Beneath the charm-box is a small font. Each day every member of the family, in succession, enters the shrine room, bows his head before the charm-box, mingles different sorts of holy water in the font, and proceeds with a brief rite of ablution. The holy waters are secured from the Water Temple of the community, where the priests conduct elaborate ceremonies to  make the liquid ritually pure...

The daily body ritual performed by everyone includes a mouth-rite. Despite the fact that these people are so punctilious about care of the mouth, this rite involves a practice which strikes the uninitiated stranger as revolting. It was reported to me that the ritual consists of inserting a small bundle of hog hairs into the mouth, along with certain magical powders, and then moving the bundle in a highly formalized series of gestures...

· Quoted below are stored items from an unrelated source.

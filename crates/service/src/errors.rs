use std::path::PathBuf;

use thiserror::Error;

#[derive(Debug, Error)]
pub enum ServiceError {
    #[error("model error: {0}")]
    Model(#[from] models::errors::ModelError),
    #[error("corrupt store {}: {reason}", path.display())]
    CorruptStore { path: PathBuf, reason: String },
    #[error("persistence failure: {0}")]
    PersistenceFailure(String),
    #[error("store not loaded; call reload first")]
    NotLoaded,
    #[error("database error: {0}")]
    Db(String),
    #[error("io error: {0}")]
    Io(#[from] std::io::Error),
}

impl ServiceError {
    pub fn corrupt(path: impl Into<PathBuf>, reason: impl ToString) -> Self {
        Self::CorruptStore { path: path.into(), reason: reason.to_string() }
    }

    /// True when a type name did not resolve to a registered kind.
    pub fn is_unknown_kind(&self) -> bool {
        matches!(self, Self::Model(models::errors::ModelError::UnknownEntityKind(_)))
    }
}
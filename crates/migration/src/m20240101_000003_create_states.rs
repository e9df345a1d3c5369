//! Create `states` table.
use sea_orm_migration::{prelude::*, schema::*};

use crate::columns::timestamp_utc;

#[derive(DeriveMigrationName)]
pub struct Migration;

#[async_trait::async_trait]
impl MigrationTrait for Migration {
    async fn up(&self, manager: &SchemaManager) -> Result<(), DbErr> {
        let backend = manager.get_database_backend();
        manager
            .create_table(
                Table::create()
                    .table(States::Table)
                    .if_not_exists()
                    .col(string_len(States::Id, 60).primary_key())
                    .col(timestamp_utc(backend, States::CreatedAt))
                    .col(timestamp_utc(backend, States::UpdatedAt))
                    .col(string_len(States::Name, 128))
                    .col(json(States::Extra))
                    .to_owned(),
            )
            .await
    }

    async fn down(&self, manager: &SchemaManager) -> Result<(), DbErr> {
        manager.drop_table(Table::drop().table(States::Table).if_exists().to_owned()).await
    }
}

#[derive(DeriveIden)]
enum States { Table, Id, CreatedAt, UpdatedAt, Name, Extra }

The Nacirema have an almost pathological horror of and fascination with the mouth, the condition of which is believed to have a supernatural influence on all social relationships...They also believe that a strong relationship exists between oral and moral characteristics. For example, there is a ritual ablution of the mouth for children which is supposed to improve their moral fiber...

Recall Bishop's questions: Why should you be one, too? Why should I be me or anyone? What similarities hold us all together or makee us all just one? How--I didn't know any word for it--how unlikely? 

Minor also notes that the Nacirema had "Holy-Mouth-Men," who  "[exorcised] the evils of the mouth" through "ritual torture." A gruesome description of this ritual follows (don't read if you have a faint constitution):

The holy-mouth-man open the clients mouth and, using the above mentioned tools, enlarges any holes which decay may have created in the teeth. Magical materials are put into these holes. If there age no naturally occurring holes in the teeth, large sections of one or more teeth are gouged out so that the supernatural substance can be applied...The extremely sacred and traditional character of the rite is evident in the fact that the natives return to the holy--mouth-men year after year, despite the fact  that their teeth continue to decay.

Is it possible? Can it be? Is Tony Hoagland a Contemporary Nacireman Holy-Mouth Man? Were these Holy-Mouth Men  like poets who exorcise the evils of whiteness through the mouth of the poem, through the ritual torture that is reading a Hoagland poem?

There it is, citizens, sitting there, for use.